■ What you will do ■
Pull every line with "Money" from the data below and copy it.

■ Dataset ■
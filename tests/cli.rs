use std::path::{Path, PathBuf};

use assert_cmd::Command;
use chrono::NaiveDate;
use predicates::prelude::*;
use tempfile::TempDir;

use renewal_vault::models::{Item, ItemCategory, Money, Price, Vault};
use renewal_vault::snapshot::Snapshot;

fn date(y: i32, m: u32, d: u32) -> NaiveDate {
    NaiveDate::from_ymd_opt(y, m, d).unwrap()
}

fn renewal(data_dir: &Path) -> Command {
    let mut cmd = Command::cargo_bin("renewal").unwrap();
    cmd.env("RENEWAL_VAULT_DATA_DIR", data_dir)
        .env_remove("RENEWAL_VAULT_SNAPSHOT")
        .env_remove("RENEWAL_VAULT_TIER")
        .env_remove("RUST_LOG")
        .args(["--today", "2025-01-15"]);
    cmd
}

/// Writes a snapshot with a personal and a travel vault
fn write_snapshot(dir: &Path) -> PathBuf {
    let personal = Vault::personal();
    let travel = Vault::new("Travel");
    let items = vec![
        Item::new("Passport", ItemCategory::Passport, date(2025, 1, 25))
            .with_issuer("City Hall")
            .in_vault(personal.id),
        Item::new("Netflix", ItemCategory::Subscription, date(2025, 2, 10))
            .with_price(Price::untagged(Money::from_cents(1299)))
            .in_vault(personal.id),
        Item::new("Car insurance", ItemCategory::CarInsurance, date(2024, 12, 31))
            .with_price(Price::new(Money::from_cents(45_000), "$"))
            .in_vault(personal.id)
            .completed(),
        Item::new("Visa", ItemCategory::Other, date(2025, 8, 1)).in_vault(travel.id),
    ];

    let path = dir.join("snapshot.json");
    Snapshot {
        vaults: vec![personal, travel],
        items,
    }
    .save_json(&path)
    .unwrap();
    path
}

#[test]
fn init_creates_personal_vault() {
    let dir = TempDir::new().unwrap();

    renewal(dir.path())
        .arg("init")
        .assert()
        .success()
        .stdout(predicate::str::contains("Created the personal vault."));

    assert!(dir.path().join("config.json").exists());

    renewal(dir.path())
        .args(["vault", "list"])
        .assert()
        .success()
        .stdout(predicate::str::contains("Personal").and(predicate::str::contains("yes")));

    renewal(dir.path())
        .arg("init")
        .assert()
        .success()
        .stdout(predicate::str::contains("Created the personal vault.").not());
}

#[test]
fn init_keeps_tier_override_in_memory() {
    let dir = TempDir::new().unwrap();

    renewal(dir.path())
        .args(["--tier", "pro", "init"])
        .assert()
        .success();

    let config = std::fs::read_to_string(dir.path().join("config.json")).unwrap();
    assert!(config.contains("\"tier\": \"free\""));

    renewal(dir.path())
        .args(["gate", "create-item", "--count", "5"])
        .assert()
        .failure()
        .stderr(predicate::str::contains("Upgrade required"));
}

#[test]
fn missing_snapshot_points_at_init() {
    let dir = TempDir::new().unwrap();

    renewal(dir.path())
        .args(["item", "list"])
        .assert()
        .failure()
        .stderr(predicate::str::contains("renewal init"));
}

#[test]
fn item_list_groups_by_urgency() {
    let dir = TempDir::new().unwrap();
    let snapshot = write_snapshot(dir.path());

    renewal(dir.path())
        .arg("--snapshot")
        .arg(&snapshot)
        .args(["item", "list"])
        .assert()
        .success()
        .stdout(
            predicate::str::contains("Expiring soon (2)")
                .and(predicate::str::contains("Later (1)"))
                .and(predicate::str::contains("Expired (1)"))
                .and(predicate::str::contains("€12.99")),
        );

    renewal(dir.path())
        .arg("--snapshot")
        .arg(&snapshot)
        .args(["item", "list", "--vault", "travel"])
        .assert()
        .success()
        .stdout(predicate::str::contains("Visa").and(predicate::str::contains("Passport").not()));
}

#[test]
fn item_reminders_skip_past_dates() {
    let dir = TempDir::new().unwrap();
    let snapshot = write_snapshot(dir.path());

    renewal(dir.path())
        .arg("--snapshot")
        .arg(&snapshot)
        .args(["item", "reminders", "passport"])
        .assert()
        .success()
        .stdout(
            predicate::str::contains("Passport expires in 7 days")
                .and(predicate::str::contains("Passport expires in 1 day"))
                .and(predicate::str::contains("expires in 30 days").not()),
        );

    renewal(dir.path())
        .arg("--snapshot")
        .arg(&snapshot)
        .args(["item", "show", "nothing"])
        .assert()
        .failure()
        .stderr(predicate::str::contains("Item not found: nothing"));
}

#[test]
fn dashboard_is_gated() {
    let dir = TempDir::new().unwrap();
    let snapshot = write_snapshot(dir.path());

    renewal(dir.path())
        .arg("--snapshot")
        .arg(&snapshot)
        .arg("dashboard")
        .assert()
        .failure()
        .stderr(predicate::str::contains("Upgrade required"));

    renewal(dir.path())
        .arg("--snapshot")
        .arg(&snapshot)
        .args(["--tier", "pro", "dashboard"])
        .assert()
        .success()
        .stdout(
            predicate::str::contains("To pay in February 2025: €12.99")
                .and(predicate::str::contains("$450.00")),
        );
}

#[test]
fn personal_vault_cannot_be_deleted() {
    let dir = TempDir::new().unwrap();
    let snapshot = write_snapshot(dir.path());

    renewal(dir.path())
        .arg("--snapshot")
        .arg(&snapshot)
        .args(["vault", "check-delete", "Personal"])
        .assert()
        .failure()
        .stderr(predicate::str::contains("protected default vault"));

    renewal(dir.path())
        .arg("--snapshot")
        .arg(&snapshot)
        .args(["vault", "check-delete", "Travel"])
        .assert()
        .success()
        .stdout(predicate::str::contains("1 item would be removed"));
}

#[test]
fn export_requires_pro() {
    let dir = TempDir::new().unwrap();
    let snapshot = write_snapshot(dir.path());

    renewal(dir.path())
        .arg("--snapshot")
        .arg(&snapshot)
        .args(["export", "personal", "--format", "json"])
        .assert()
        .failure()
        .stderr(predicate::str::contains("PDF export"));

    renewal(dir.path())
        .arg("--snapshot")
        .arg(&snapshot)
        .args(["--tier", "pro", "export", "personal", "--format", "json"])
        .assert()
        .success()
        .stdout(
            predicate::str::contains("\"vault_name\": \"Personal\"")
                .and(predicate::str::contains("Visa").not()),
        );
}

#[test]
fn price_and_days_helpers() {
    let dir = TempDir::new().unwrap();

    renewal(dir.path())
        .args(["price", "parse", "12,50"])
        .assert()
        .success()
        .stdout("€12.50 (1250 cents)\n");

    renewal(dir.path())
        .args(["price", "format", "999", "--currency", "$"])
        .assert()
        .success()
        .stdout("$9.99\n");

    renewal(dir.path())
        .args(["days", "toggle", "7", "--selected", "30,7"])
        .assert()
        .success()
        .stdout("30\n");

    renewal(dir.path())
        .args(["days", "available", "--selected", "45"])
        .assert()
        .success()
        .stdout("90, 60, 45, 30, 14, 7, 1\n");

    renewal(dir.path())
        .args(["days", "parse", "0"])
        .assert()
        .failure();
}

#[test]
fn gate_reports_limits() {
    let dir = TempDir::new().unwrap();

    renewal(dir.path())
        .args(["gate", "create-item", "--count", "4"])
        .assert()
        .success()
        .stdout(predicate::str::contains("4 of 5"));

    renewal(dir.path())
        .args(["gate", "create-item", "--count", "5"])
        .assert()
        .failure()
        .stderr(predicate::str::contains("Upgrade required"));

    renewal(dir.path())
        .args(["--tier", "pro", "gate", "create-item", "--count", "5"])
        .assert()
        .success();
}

■ Task solution ■
use renewal_vault::models::{Item, ItemCategory, Money, Price, Vault};
            .with_price(Price::untagged(Money::from_cents(1299)))
            .with_price(Price::new(Money::from_cents(45_000), "$"))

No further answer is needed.